→ **Problem**
In the listing below, find each line containing "cursor" and report it.

→ **The input**
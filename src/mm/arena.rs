//! Module Arena
//!
//! 모듈 코드/데이터용 고정 가상 주소 윈도우 두 개 위의 bump 할당자
//!
//! - text 윈도우: 실행 가능 섹션 (+ PLT 페이지)
//! - data 윈도우: 그 외 할당 섹션 (.data, .rodata, .bss)
//!
//! 할당은 페이지 단위로 올림되고 커서만 전진한다. 해제는 범위를 검증하고
//! 반환량만 기록하며 공간을 재사용하지 않는다. 언로드된 모듈의 주소가 다시
//! 나타나지 않으므로 stale 포인터가 새 모듈 코드를 가리키는 일이 없다.

use alloc::vec::Vec;
use core::fmt;

use log::{info, warn};

use super::{align_up, PAGE_SIZE};
use crate::sync::Spinlock;

/// 윈도우 위치/크기 (외부 VMM이 미리 매핑해 둔 범위)
#[derive(Debug, Clone, Copy, PartialEq, Eq)]
pub struct WindowConfig {
    pub base: usize,
    pub size: usize,
}

#[derive(Debug, Clone, Copy, PartialEq, Eq)]
pub enum WindowKind {
    Text,
    Data,
}

impl fmt::Display for WindowKind {
    fn fmt(&self, f: &mut fmt::Formatter<'_>) -> fmt::Result {
        match self {
            WindowKind::Text => f.write_str("text"),
            WindowKind::Data => f.write_str("data"),
        }
    }
}

/// 아레나 에러
#[derive(Debug, Clone, Copy, PartialEq, Eq, thiserror::Error)]
pub enum ArenaError {
    #[error("invalid {window} window {base:#x} (+{size:#x})")]
    InvalidWindow {
        window: WindowKind,
        base: usize,
        size: usize,
    },
    #[error("text and data windows overlap")]
    OverlappingWindows,
    #[error("{window} window exhausted: requested {requested:#x}, remaining {remaining:#x}")]
    Exhausted {
        window: WindowKind,
        requested: usize,
        remaining: usize,
    },
    #[error("range {addr:#x} (+{size:#x}) is not owned by the module arena")]
    NotOwned { addr: usize, size: usize },
    #[error("range {addr:#x} (+{size:#x}) was already released")]
    AlreadyReleased { addr: usize, size: usize },
}

/// 윈도우별 사용량
#[derive(Debug, Clone, Copy, PartialEq, Eq)]
pub struct WindowStats {
    pub base: usize,
    pub size: usize,
    pub used: usize,
    pub released: usize,
    pub remaining: usize,
}

#[derive(Debug, Clone, Copy, PartialEq, Eq)]
pub struct ArenaStats {
    pub text: WindowStats,
    pub data: WindowStats,
}

struct Window {
    base: usize,
    size: usize,
    /// 0 <= cursor <= size
    cursor: usize,
    released: usize,
    /// 반환된 (시작, 페이지 올림 크기) 범위. 중복 반환 검사용
    released_ranges: Vec<(usize, usize)>,
}

impl Window {
    fn new(config: WindowConfig) -> Self {
        Self {
            base: config.base,
            size: config.size,
            cursor: 0,
            released: 0,
            released_ranges: Vec::new(),
        }
    }

    fn end(&self) -> usize {
        self.base + self.size
    }

    fn is_released(&self, addr: usize, size: usize) -> bool {
        self.released_ranges
            .iter()
            .any(|&(start, len)| addr < start + len && start < addr + size)
    }

    fn stats(&self) -> WindowStats {
        WindowStats {
            base: self.base,
            size: self.size,
            used: self.cursor,
            released: self.released,
            remaining: self.size - self.cursor,
        }
    }
}

/// 모듈 아레나
pub struct ModuleArena {
    text: Spinlock<Window>,
    data: Spinlock<Window>,
}

impl ModuleArena {
    /// 두 윈도우로 아레나 생성
    ///
    /// # Safety
    /// 두 윈도우 모두 매핑된 쓰기 가능 메모리여야 하고 (text는 실행 가능),
    /// 아레나가 살아있는 동안 다른 용도로 쓰이면 안 됨
    pub unsafe fn new(text: WindowConfig, data: WindowConfig) -> Result<Self, ArenaError> {
        validate(WindowKind::Text, text)?;
        validate(WindowKind::Data, data)?;
        if text.base < data.base + data.size && data.base < text.base + text.size {
            return Err(ArenaError::OverlappingWindows);
        }

        info!(
            "[arena] text {:#x} - {:#x}, data {:#x} - {:#x}",
            text.base,
            text.base + text.size,
            data.base,
            data.base + data.size
        );

        Ok(Self {
            text: Spinlock::new(Window::new(text)),
            data: Spinlock::new(Window::new(data)),
        })
    }

    fn window(&self, kind: WindowKind) -> &Spinlock<Window> {
        match kind {
            WindowKind::Text => &self.text,
            WindowKind::Data => &self.data,
        }
    }

    /// `size`를 페이지 단위로 올림해 할당. 반환 주소는 페이지 정렬
    ///
    /// 크기 0 요청도 한 페이지를 받는다.
    pub fn allocate(&self, size: usize, is_text: bool) -> Result<usize, ArenaError> {
        let kind = if is_text { WindowKind::Text } else { WindowKind::Data };
        let mut window = self.window(kind).lock();
        let remaining = window.size - window.cursor;

        let rounded = align_up(size.max(1), PAGE_SIZE).filter(|&n| n <= remaining);
        let Some(rounded) = rounded else {
            warn!(
                "[arena] {} window exhausted: requested {:#x}, remaining {:#x}",
                kind, size, remaining
            );
            return Err(ArenaError::Exhausted {
                window: kind,
                requested: size,
                remaining,
            });
        };

        let addr = window.base + window.cursor;
        window.cursor += rounded;
        Ok(addr)
    }

    /// 이전에 할당한 범위를 반환
    ///
    /// 범위가 이미 나간 영역 안에 있고 아직 반환되지 않았는지 확인한다.
    /// 커서는 그대로 둔다.
    pub fn free(&self, addr: usize, size: usize) -> Result<(), ArenaError> {
        let not_owned = ArenaError::NotOwned { addr, size };
        let kind = self.window_of(addr).ok_or(not_owned)?;
        let rounded = align_up(size.max(1), PAGE_SIZE).ok_or(not_owned)?;

        let mut window = self.window(kind).lock();
        let handed_out_end = window.base + window.cursor;
        if addr % PAGE_SIZE != 0 || addr.checked_add(rounded).is_none_or(|end| end > handed_out_end) {
            return Err(not_owned);
        }
        if window.is_released(addr, rounded) {
            warn!("[arena] {} range {:#x} (+{:#x}) released twice", kind, addr, size);
            return Err(ArenaError::AlreadyReleased { addr, size });
        }
        window.released_ranges.push((addr, rounded));
        window.released += rounded;
        Ok(())
    }

    /// 주소가 어느 윈도우에든 속하는지
    pub fn contains(&self, addr: usize) -> bool {
        self.window_of(addr).is_some()
    }

    pub fn window_of(&self, addr: usize) -> Option<WindowKind> {
        [WindowKind::Text, WindowKind::Data].into_iter().find(|&kind| {
            let window = self.window(kind).lock();
            addr >= window.base && addr < window.end()
        })
    }

    pub fn stats(&self) -> ArenaStats {
        ArenaStats {
            text: self.text.lock().stats(),
            data: self.data.lock().stats(),
        }
    }

    pub fn dump_stats(&self) {
        let stats = self.stats();
        for (kind, window) in [(WindowKind::Text, stats.text), (WindowKind::Data, stats.data)] {
            info!(
                "[arena] {}: used {} KB, released {} KB, remaining {} KB",
                kind,
                window.used / 1024,
                window.released / 1024,
                window.remaining / 1024
            );
        }
    }
}

fn validate(kind: WindowKind, config: WindowConfig) -> Result<(), ArenaError> {
    let invalid = ArenaError::InvalidWindow {
        window: kind,
        base: config.base,
        size: config.size,
    };
    if config.size == 0 || config.base % PAGE_SIZE != 0 || config.size % PAGE_SIZE != 0 {
        return Err(invalid);
    }
    config.base.checked_add(config.size).ok_or(invalid)?;
    Ok(())
}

→ **Solution for this task**
    /// 0 <= cursor <= size
    cursor: usize,
            cursor: 0,
            used: self.cursor,
            remaining: self.size - self.cursor,
        let remaining = window.size - window.cursor;
        let addr = window.base + window.cursor;
        window.cursor += rounded;
        let handed_out_end = window.base + window.cursor;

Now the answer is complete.